Dagli allenamenti con Chiellini allo sbarco in Serie C – la nostra intervista a Stefano Pellizzari
9 min readAbbiamo avuto il piacere di intervistare Stefano Pellizzari, difensore centrale della Fermana che ha realizzato una splendida annata in Serie C. Gli abbiamo fatto svariate domande sulla sua carriera e non solo e lui ci ha dato delle risposte davvero interessanti, raccontandoci le avventure da lui vissute fino ad oggi, partendo dalle giovanili della Juventus e terminando con la sua ultima stagione. Lo ringraziamo per avere partecipato e per averci regalato un’opportunità splendida.
“Qual è, secondo te, la differenza principale tra una realtà dilettantistica ed una professionistica?”
“Fortunatamente, nel mondo dilettantistico non ci sono mai stato: ho sempre giocato tra i professionisti. Una grande differenza, comunque, la fanno i giocatori. Ti puoi sentire un professionista anche giocando in Terza Categoria, lo fa la tua mentalità. C’è gente che non ha tecnica o doti fisiche, ma ha qualità come la competitività e la motivazione. Magari gioca in Eccellenza, ma quella roba lì, tra i professionisti, serve. Quindi, se ti dovessi dire una differenza tra i dilettanti e i professionisti, secondo me, potrebbe essere la professionalità globale del giocatore. Al di là dell’aspetto tecnico, c’è anche l’aspetto umano del giocatore”.

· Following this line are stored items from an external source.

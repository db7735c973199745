use crate::{
    animation::{
        ease::Ease,
        timeline::Timeline,
        tween::{PropertyTrack, Tween},
    },
    foundation::core::{Length, Property, Viewport},
    foundation::error::{ScrollreelError, ScrollreelResult},
    scene::selector::Selector,
    scene::stage::ElementSpec,
    scroll::snap::SnapConfig,
    scroll::trigger::{EndCondition, StartCondition},
};
use serde::{Deserialize, Serialize};
use std::collections::{BTreeMap, BTreeSet};

#[derive(Debug, Clone, Serialize, Deserialize)]
pub(crate) struct ChoreographyDef {
    pub(crate) viewport: Viewport,
    pub(crate) document_height: f64,
    #[serde(default)]
    pub(crate) elements: Vec<ElementSpec>,
    #[serde(default)]
    pub(crate) entry: Option<EntryDef>,
    #[serde(default)]
    pub(crate) regions: Vec<RegionDef>,
    #[serde(default)]
    pub(crate) snap: SnapConfig,
    #[serde(default = "default_pin_spacing")]
    pub(crate) pin_spacing: bool,
}

fn default_pin_spacing() -> bool {
    true
}

/// Wall-clock entrance sequence; tween positions are seconds.
#[derive(Debug, Clone, Serialize, Deserialize)]
pub(crate) struct EntryDef {
    pub(crate) tweens: Vec<TweenDef>,
}

#[derive(Debug, Clone, Serialize, Deserialize)]
pub(crate) struct RegionDef {
    #[serde(default)]
    pub(crate) label: String,
    pub(crate) trigger: Selector,
    #[serde(default)]
    pub(crate) start: StartCondition,
    #[serde(default)]
    pub(crate) end: EndCondition,
    #[serde(default)]
    pub(crate) pin: bool,
    #[serde(default)]
    pub(crate) scrub: Option<f64>,
    #[serde(default)]
    pub(crate) tweens: Vec<TweenDef>,
}

impl RegionDef {
    pub(crate) fn name(&self) -> String {
        if self.label.is_empty() {
            self.trigger.as_str().to_string()
        } else {
            self.label.clone()
        }
    }
}

/// A property missing from `from` starts at the target's rest value; one missing
/// from `to` ends there.
#[derive(Debug, Clone, Serialize, Deserialize)]
pub(crate) struct TweenDef {
    pub(crate) target: Selector,
    #[serde(default)]
    pub(crate) from: BTreeMap<Property, Length>,
    #[serde(default)]
    pub(crate) to: BTreeMap<Property, Length>,
    #[serde(default)]
    pub(crate) at: f64,
    #[serde(default = "default_duration")]
    pub(crate) duration: f64,
    #[serde(default)]
    pub(crate) ease: Ease,
    #[serde(default)]
    pub(crate) stagger: f64,
}

fn default_duration() -> f64 {
    1.0
}

impl TweenDef {
    pub(crate) fn to_tween(&self) -> ScrollreelResult<Tween> {
        if self.from.is_empty() && self.to.is_empty() {
            return Err(ScrollreelError::timeline(format!(
                "tween targeting '{}' animates no properties",
                self.target
            )));
        }
        let mut tween = Tween::new(self.target.clone())
            .at(self.at)
            .duration(self.duration)
            .ease(self.ease)
            .stagger(self.stagger);
        let properties: BTreeSet<Property> =
            self.from.keys().chain(self.to.keys()).copied().collect();
        for property in properties {
            tween = tween.track(PropertyTrack {
                property,
                from: self.from.get(&property).copied(),
                to: self.to.get(&property).copied(),
            });
        }
        tween.validate()?;
        Ok(tween)
    }
}

pub(crate) fn timeline_from_defs(defs: &[TweenDef]) -> ScrollreelResult<Timeline> {
    let mut timeline = Timeline::new();
    for def in defs {
        timeline.add_tween(def.to_tween()?)?;
    }
    Ok(timeline)
}
use crate::{
    foundation::core::VisualState,
    scroll::{region::RegionPhase, registry::RegionId},
};

/// Serializable snapshot of everything the engine writes for one scroll position.
#[derive(Clone, Debug, PartialEq, serde::Serialize)]
pub struct Frame {
    pub scroll_offset: f64,
    pub total_scrollable: f64,
    pub elements: Vec<ElementFrame>,
    pub regions: Vec<RegionFrame>,
}

impl Frame {
    pub fn element(&self, id: &str) -> Option<&ElementFrame> {
        self.elements.iter().find(|e| e.id == id)
    }

    pub fn region(&self, label: &str) -> Option<&RegionFrame> {
        self.regions.iter().find(|r| r.label == label)
    }
}

#[derive(Clone, Debug, PartialEq, serde::Serialize)]
pub struct ElementFrame {
    pub id: String,
    pub state: VisualState,
    /// Affine coefficients `[a, b, c, d, e, f]` of the composed transform.
    pub transform: [f64; 6],
}

impl ElementFrame {
    pub fn new(id: String, state: VisualState) -> Self {
        Self {
            id,
            transform: state.to_affine().as_coeffs(),
            state,
        }
    }
}

#[derive(Clone, Debug, PartialEq, serde::Serialize)]
pub struct RegionFrame {
    pub id: RegionId,
    pub label: String,
    pub start: f64,
    pub end: f64,
    pub phase: RegionPhase,
    pub progress: f64,
    pub pinned: bool,
    /// Vertical translation keeping a pinned trigger fixed in the viewport.
    pub pin_translation: f64,
}
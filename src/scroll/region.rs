use crate::{
    animation::timeline::Timeline,
    foundation::core::Viewport,
    foundation::error::{ScrollreelError, ScrollreelResult},
    foundation::math::{approach, span_fraction},
    scene::stage::{ElementHandle, Stage},
    scroll::trigger::{EndCondition, StartCondition},
};

/// Progress distance below which scrub smoothing lands exactly on the target.
const SCRUB_SETTLE: f64 = 1e-4;

/// Where a scroll offset sits relative to a region's span.
#[derive(Clone, Copy, Debug, Default, PartialEq, Eq, serde::Serialize, serde::Deserialize)]
#[serde(rename_all = "snake_case")]
pub enum RegionPhase {
    /// `offset < start`; targets are at rest.
    #[default]
    Before,
    /// `start <= offset <= end`; targets are interpolated.
    Active,
    /// `offset > end`; the end state is held.
    After,
}

/// Binds a [`Timeline`] to a trigger element and a scroll-distance span.
#[derive(Clone, Debug)]
pub struct ScrollRegion {
    label: String,
    trigger: ElementHandle,
    start_condition: StartCondition,
    end_condition: EndCondition,
    pinned: bool,
    scrub: Option<f64>,
    timeline: Timeline,

    // Derived by `resolve`; recomputed on every registry rebuild.
    start: f64,
    end: f64,
    trigger_top: f64,
    trigger_bottom: f64,
    resolved: bool,

    phase: RegionPhase,
    target_progress: f64,
    progress: f64,
}

impl ScrollRegion {
    pub fn new(trigger: ElementHandle, timeline: Timeline) -> Self {
        Self {
            label: String::new(),
            trigger,
            start_condition: StartCondition::TOP_TOP,
            end_condition: EndCondition::ONE_VIEWPORT,
            pinned: false,
            scrub: None,
            timeline,
            start: 0.0,
            end: 0.0,
            trigger_top: 0.0,
            trigger_bottom: 0.0,
            resolved: false,
            phase: RegionPhase::Before,
            target_progress: 0.0,
            progress: 0.0,
        }
    }

    pub fn label(mut self, label: impl Into<String>) -> Self {
        self.label = label.into();
        self
    }

    pub fn start_when(mut self, cond: StartCondition) -> Self {
        self.start_condition = cond;
        self
    }

    pub fn end_when(mut self, cond: EndCondition) -> Self {
        self.end_condition = cond;
        self
    }

    pub fn pinned(mut self, pinned: bool) -> Self {
        self.pinned = pinned;
        self
    }

    /// Smooth progress toward the scroll position over `lag` seconds.
    pub fn scrub(mut self, lag: Option<f64>) -> ScrollreelResult<Self> {
        if let Some(l) = lag {
            if !(l.is_finite() && l >= 0.0) {
                return Err(ScrollreelError::validation(
                    "scrub lag must be finite and >= 0",
                ));
            }
        }
        self.scrub = lag.filter(|l| *l > 0.0);
        Ok(self)
    }

    pub fn name(&self) -> &str {
        &self.label
    }

    pub fn trigger(&self) -> ElementHandle {
        self.trigger
    }

    pub fn is_pinned(&self) -> bool {
        self.pinned
    }

    pub fn timeline(&self) -> &Timeline {
        &self.timeline
    }

    pub fn start(&self) -> f64 {
        self.start
    }

    pub fn end(&self) -> f64 {
        self.end
    }

    pub fn span(&self) -> f64 {
        (self.end - self.start).max(0.0)
    }

    /// `end <= start`, or the trigger could not be resolved.
    pub fn is_degenerate(&self) -> bool {
        !self.resolved || !(self.end > self.start)
    }

    pub fn phase(&self) -> RegionPhase {
        self.phase
    }

    /// Progress currently applied to the timeline (lags the scroll position when scrubbing).
    pub fn progress(&self) -> f64 {
        self.progress
    }

    pub(crate) fn trigger_top(&self) -> f64 {
        self.trigger_top
    }

    pub(crate) fn trigger_bottom(&self) -> f64 {
        self.trigger_bottom
    }

    /// Resolve start/end against current trigger geometry, without pin spacing.
    pub(crate) fn resolve(&mut self, stage: &Stage, viewport: Viewport) {
        self.timeline.resolve(stage);
        let Some(el) = stage.get(self.trigger) else {
            tracing::debug!(region = %self.label, "trigger element missing; region is inert");
            self.resolved = false;
            self.start = 0.0;
            self.end = 0.0;
            return;
        };
        let (top, height) = (el.spec.top, el.spec.height);
        self.trigger_top = top;
        self.trigger_bottom = top + height;
        self.start = self.start_condition.resolve(top, height, viewport.height);
        self.end = self
            .end_condition
            .resolve(self.start, top, height, viewport.height);
        self.resolved = true;
        if self.is_degenerate() {
            tracing::debug!(
                region = %self.label,
                start = self.start,
                end = self.end,
                "degenerate region span"
            );
        }
    }

    /// Shift the resolved span down by `px` of pin spacing inserted above it.
    pub(crate) fn shift(&mut self, px: f64) {
        self.start += px;
        self.end += px;
    }

    /// `clamp((offset - start) / (end - start), 0, 1)`; always 0 for a degenerate span.
    pub fn compute_progress(&self, scroll_offset: f64) -> f64 {
        if self.is_degenerate() {
            return 0.0;
        }
        span_fraction(scroll_offset, self.start, self.end)
    }

    /// Degenerate spans never leave [`RegionPhase::Before`].
    pub fn phase_at(&self, scroll_offset: f64) -> RegionPhase {
        if self.is_degenerate() || scroll_offset < self.start {
            RegionPhase::Before
        } else if scroll_offset <= self.end {
            RegionPhase::Active
        } else {
            RegionPhase::After
        }
    }

    /// Translation that keeps a pinned trigger fixed in the viewport.
    pub fn pin_translation(&self, scroll_offset: f64) -> f64 {
        if !self.pinned || self.is_degenerate() {
            return 0.0;
        }
        (scroll_offset - self.start).clamp(0.0, self.span())
    }

    /// Evaluate the timeline directly at the progress for `scroll_offset`.
    pub fn evaluate(&self, scroll_offset: f64, viewport: Viewport, stage: &mut Stage) {
        self.timeline
            .evaluate(self.compute_progress(scroll_offset), viewport, stage);
    }

    /// Track a new scroll position, handling phase transitions, and write the result.
    pub(crate) fn update(&mut self, scroll_offset: f64, viewport: Viewport, stage: &mut Stage) {
        let phase = self.phase_at(scroll_offset);
        if phase != self.phase {
            tracing::trace!(region = %self.label, from = ?self.phase, to = ?phase, "region phase change");
            if phase == RegionPhase::Before {
                tracing::debug!(region = %self.label, "leave-back; resetting targets to rest");
            }
            if self.phase == RegionPhase::Before {
                // Entering from rest starts the smoothing from the entry edge.
                self.progress = if phase == RegionPhase::After { 1.0 } else { 0.0 };
            }
            self.phase = phase;
        }
        self.target_progress = self.compute_progress(scroll_offset);
        if self.scrub.is_none() || phase == RegionPhase::Before {
            self.progress = self.target_progress;
        }
        self.apply(viewport, stage);
    }

    /// Advance scrub smoothing by `dt` seconds; returns `true` if progress moved.
    pub(crate) fn advance(&mut self, dt: f64, viewport: Viewport, stage: &mut Stage) -> bool {
        let Some(lag) = self.scrub else {
            return false;
        };
        if self.phase == RegionPhase::Before || self.progress == self.target_progress {
            return false;
        }
        let mut next = approach(self.progress, self.target_progress, lag, dt);
        if (next - self.target_progress).abs() < SCRUB_SETTLE {
            next = self.target_progress;
        }
        if next == self.progress {
            return false;
        }
        self.progress = next;
        self.apply(viewport, stage);
        true
    }

    /// Skip the remaining scrub smoothing and write the target progress.
    pub(crate) fn settle(&mut self, viewport: Viewport, stage: &mut Stage) {
        if self.progress != self.target_progress {
            self.progress = self.target_progress;
            self.apply(viewport, stage);
        }
    }

    pub(crate) fn apply(&self, viewport: Viewport, stage: &mut Stage) {
        match self.phase {
            RegionPhase::Before => self.timeline.reset(stage),
            RegionPhase::Active | RegionPhase::After => {
                self.timeline.evaluate(self.progress, viewport, stage)
            }
        }
    }

    /// Force every target to rest and forget playback state.
    pub(crate) fn teardown(&mut self, stage: &mut Stage) {
        self.timeline.reset(stage);
        self.phase = RegionPhase::Before;
        self.progress = 0.0;
        self.target_progress = 0.0;
    }
}

#[cfg(test)]
#[path = "../../tests/unit/scroll/region.rs"]
mod tests;
use super::*;

#[test]
fn display_prefixes_are_stable() {
    assert!(
        ScrollreelError::validation("x")
            .to_string()
            .contains("validation error:")
    );
    assert!(
        ScrollreelError::timeline("x")
            .to_string()
            .contains("timeline error:")
    );
    assert!(
        ScrollreelError::layout("x")
            .to_string()
            .contains("layout error:")
    );
    assert!(
        ScrollreelError::serde("x")
            .to_string()
            .contains("serialization error:")
    );
}

#[test]
fn other_preserves_source() {
    let base = std::io::Error::other("boom");
    let err = ScrollreelError::Other(anyhow::Error::new(base));
    assert!(err.to_string().contains("boom"));
}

“Che emozione hai provato a giocare contro la Vis Pesaro, la tua ex squadra? Tra l’altro è un derby”.
“È stato bello a 360°; si trattava di una partita fondamentale sia per noi che per loro. Quando giochi contro le tue ex squadre e i tuoi ex compagni è sempre un’emozione diversa. Conoscevo bene l’ambiente, anche se ci sono rimasto 6 mesi, è stata una bella emozione, anche perché poi abbiamo giocato di sera, c’era il pubblico, c’era gente”.
“Pensi che l’anno prossimo possiate puntare alla qualificazione ai play-off?”
“Ancora non so se resterò a Fermo. Nel caso in cui dovessi rimanere lì, sarebbe bello puntare ai play-off perché, comunque, è una società che punta sempre a salvarsi e a regalare qualche emozione. Quest’anno non ci siamo arrivati per poco: sarebbe bello riuscirci sia per noi, sia per la città di Fermo. La piazza è calda, è viva, merita sicuramente di fare i play-off, di fare un po’ di più. Quindi, spero, se l’anno prossimo dovessi rimanere, di fare i play-off e giocare per qualcosa di più bello”.
“Quando hai giocato nelle giovanili della Juve, che emozioni hai provato a giocare una partita in UEFA Youth League?”
“Sicuramente, per me che sono anche un ragazzo di campagna, giocare e arrivare alla Juve, – anche se Primavera -, era impattante, molto emozionante. Riguardo alla partita, ormai eravamo usciti dai gironi, però ho giocato contro l’Atletico Madrid, in diretta europea, allo stadio di Vercelli. E’ stato decisamente bello perché comunque giochi una partita di Youth League e vedi dei giocatori di un’altra categoria. L’Atletico aveva giocatori veramente forti, non sembrava neanche avessero la nostra età. E la cosa emozionante che mi ricordo è stata la tranquillità con la quale allora affrontavano una partita così, anche se comunque oramai in palio non c’era più niente. Sono arrivati nello spogliatoio della Pro Vercelli e – mentre noi eravamo tutti seri – loro, invece, giravano con la cassa della musica, proprio quelle cose un po’ da argentini o spagnoli. Sono arrivati con tranquillità, han “preso”, hanno vinto 3-0 e se ne sono tornati a casa. Però è stato davvero emozionante. Purtroppo, visto che ero arrivato da un paio di mesi, in base alle regole vigenti non sono riuscito ad andare a giocare all’estero in Youth League”.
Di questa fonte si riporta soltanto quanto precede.